It’s time for an interview. And this week, we’re chatting with Rachel Hart. Rachel is a coach and she specializes in helping women change their drinking habits. I’m very curious to talk to Rachel about alcohol because, as we all know, alcohol can very quickly swing from being something fun and pleasurable into being a major energy leak.
And even if you don’t identify as a heavy drinker or over-drinker, and even if you don’t identify as an addict or an alcoholic, you might still have days where you notice yourself having just one more glass and then maybe regretting it the following morning. Rachel helps women figure out what’s driving them to drink in the first place and she helps her clients to find other forms of stress relief and pleasure that aren’t alcohol related.
She’s not advising women to stop drinking completely, unless they want to, but rather to create a new relationship with alcohol; one that feels nourishing instead of draining. So I’m stoked to discuss Rachel’s work. And, of course, I also want to talk to her about getting into the coaching profession; her book, her podcast. And Rachel, quite honestly, is somebody who went from making it really hard to make money as a coach to somebody who makes lots of money as a coach.
So I’m going to be really nosey and we’re going to talk about what helped her change that. We’re going deep. Let’s get into this interview. Here we go.
Susan: Welcome to the podcast, Rachel Hart.
Rachel: Thank you so much for having me.
Susan: I’m so excited to have you on for a multitude of reasons. But one of the best reasons is that I’ve had a front row seat to watch you go from someone who – I’m just going to say it, Rachel, you made it hard for people to give you money – to being someone who is completely owning it, rocking it out, getting major deposits. So when I met Rachel, Rachel already had published a book, had a podcast going, but, Rachel, would you agree with me description that it was a little bit of a mystery of how people could pay you?

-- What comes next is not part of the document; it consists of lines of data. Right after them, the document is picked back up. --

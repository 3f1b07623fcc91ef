//! Error and status types for VenomQueue

use std::fmt;
use std::io;
use thiserror::Error;

/// Result type for VenomQueue operations
pub type Result<T> = std::result::Result<T, QueueError>;

/// Stable numeric status codes.
///
/// `Ok`, `Empty`, `Full`, `NotFound`, `Invalid` and `TooBig` are the
/// documented surface. The remaining codes only describe internal failures.
#[repr(i32)]
#[derive(Debug, Clone, Copy, PartialEq, Eq, Hash)]
pub enum Status {
    Ok = 0,
    Empty = -1,
    Full = -2,
    NoMem = -3,
    Invalid = -4,
    Exists = -5,
    NotFound = -6,
    TooBig = -7,
    Corrupted = -8,
    SysErr = -11,
}

impl Status {
    /// Numeric value of the status
    #[inline]
    pub const fn code(self) -> i32 {
        self as i32
    }

    pub fn from_code(code: i32) -> Option<Self> {
        let status = match code {
            0 => Status::Ok,
            -1 => Status::Empty,
            -2 => Status::Full,
            -3 => Status::NoMem,
            -4 => Status::Invalid,
            -5 => Status::Exists,
            -6 => Status::NotFound,
            -7 => Status::TooBig,
            -8 => Status::Corrupted,
            -11 => Status::SysErr,
            _ => return None,
        };
        Some(status)
    }

    /// Short human readable description
    pub const fn description(self) -> &'static str {
        match self {
            Status::Ok => "Success",
            Status::Empty => "Buffer empty",
            Status::Full => "Buffer full",
            Status::NoMem => "Out of memory",
            Status::Invalid => "Invalid argument",
            Status::Exists => "Already exists",
            Status::NotFound => "Not found",
            Status::TooBig => "Message too large",
            Status::Corrupted => "Data corrupted",
            Status::SysErr => "System error",
        }
    }
}

impl fmt::Display for Status {
    fn fmt(&self, f: &mut fmt::Formatter<'_>) -> fmt::Result {
        f.write_str(self.description())
    }
}

/// Describe a raw status code, including codes this crate never produces.
pub fn describe_code(code: i32) -> &'static str {
    Status::from_code(code).map_or("Unknown error", Status::description)
}

/// Errors that can occur in VenomQueue operations
#[derive(Debug, Error)]
pub enum QueueError {
    /// Nothing to pop
    #[error("Queue is empty")]
    Empty,

    /// No free slot to push into
    #[error("Queue is full")]
    Full,

    /// Payload larger than the queue's slot size
    #[error("Message too large: slot holds {max} bytes, got {len} bytes")]
    TooBig { len: usize, max: usize },

    /// Destination buffer smaller than the queued message
    #[error("Buffer too small: message needs {needed} bytes, buffer holds {capacity}")]
    BufferTooSmall { needed: usize, capacity: usize },

    /// No segment with this name
    #[error("Queue '{name}' not found")]
    NotFound { name: String },

    #[error("Invalid queue name '{name}': {reason}")]
    InvalidName { name: String, reason: &'static str },

    #[error("Invalid argument: {0}")]
    InvalidArgument(&'static str),

    /// Operation requires a role the handle was not opened with
    #[error("Handle was not opened with {role} rights")]
    MissingRole { role: &'static str },

    /// Attach-only open requested a shape the segment does not have
    #[error("Queue shape mismatch: requested {field} {requested}, segment has {found}")]
    ShapeMismatch {
        field: &'static str,
        requested: u64,
        found: u64,
    },

    #[error("Invalid segment magic: expected 0x{expected:016X}, got 0x{found:016X}")]
    InvalidMagic { expected: u64, found: u64 },

    #[error("Incompatible segment version: expected {expected}, got {found}")]
    IncompatibleVersion { expected: u32, found: u32 },

    #[error("Segment fingerprint mismatch: expected 0x{expected:08X}, got 0x{found:08X}")]
    FingerprintMismatch { expected: u32, found: u32 },

    /// The creator never finished initializing the segment
    #[error("Queue '{name}' was never fully initialized")]
    Uninitialized { name: String },

    /// Shared state violates the ring invariants
    #[error("Queue state corrupted: {0}")]
    Corrupted(String),

    #[error("Queue '{name}' already exists")]
    Exists { name: String },

    #[error("Failed to open shared memory '{name}': {source}")]
    ShmOpen {
        name: String,
        #[source]
        source: io::Error,
    },

    #[error("Failed to unlink shared memory '{name}': {source}")]
    ShmUnlink {
        name: String,
        #[source]
        source: io::Error,
    },

    #[error("Failed to set shared memory size: {0}")]
    Truncate(#[source] io::Error),

    #[error("Failed to map memory: {0}")]
    Mmap(#[source] io::Error),
}

impl QueueError {
    /// Status code reported for this error
    pub fn status(&self) -> Status {
        match self {
            QueueError::Empty => Status::Empty,
            QueueError::Full => Status::Full,
            QueueError::TooBig { .. } | QueueError::BufferTooSmall { .. } => Status::TooBig,
            QueueError::NotFound { .. } => Status::NotFound,
            QueueError::InvalidName { .. }
            | QueueError::InvalidArgument(_)
            | QueueError::MissingRole { .. }
            | QueueError::ShapeMismatch { .. }
            | QueueError::InvalidMagic { .. }
            | QueueError::IncompatibleVersion { .. }
            | QueueError::FingerprintMismatch { .. }
            | QueueError::Uninitialized { .. } => Status::Invalid,
            QueueError::Corrupted(_) => Status::Corrupted,
            QueueError::Exists { .. } => Status::Exists,
            QueueError::Truncate(e) | QueueError::Mmap(e) if is_out_of_memory(e) => Status::NoMem,
            QueueError::ShmOpen { .. }
            | QueueError::ShmUnlink { .. }
            | QueueError::Truncate(_)
            | QueueError::Mmap(_) => Status::SysErr,
        }
    }

    /// Whether the condition is an expected, retryable capacity or size condition
    pub fn is_transient(&self) -> bool {
        matches!(
            self.status(),
            Status::Empty | Status::Full | Status::TooBig
        )
    }
}

fn is_out_of_memory(err: &io::Error) -> bool {
    err.kind() == io::ErrorKind::OutOfMemory
}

Rachel: Yeah, I mean, it’s interesting. You’re right, I had the book, I had the podcast, I had the website. I was out there, but I think I was making it a little difficult, in part because I still had all these money beliefs that I had not cleaned up on the inside. And so until I really started doing the work there, yeah, it wasn’t always something that I made so easy for people to figure out, like, “How do I work with this woman?”
Susan: Right, because you have raving fans who listen to your podcast, your book is gold, and people would digest that content, of course, and love it. And then they would go to your website and it was sort of like, “How do I get more of Rachel?” And it was a little bit of a long and winding road to find the place where they could reach out and say, “Hey, do you take clients? Could I do something with you?” And I remember having that conversation with you. Like, “Listen, you’re already doing pretty well making it difficult. Imagine if it wasn’t difficult what kind of business you could do.” And so let’s talk about – because I’m sure lots of coaches who are listening to this right now are in the same boat, because almost everybody has some money stuff they need to clean up in some way shape or form. So at the time, what did we uncover? What did you uncover that you were believing that was holding you back from making it easy?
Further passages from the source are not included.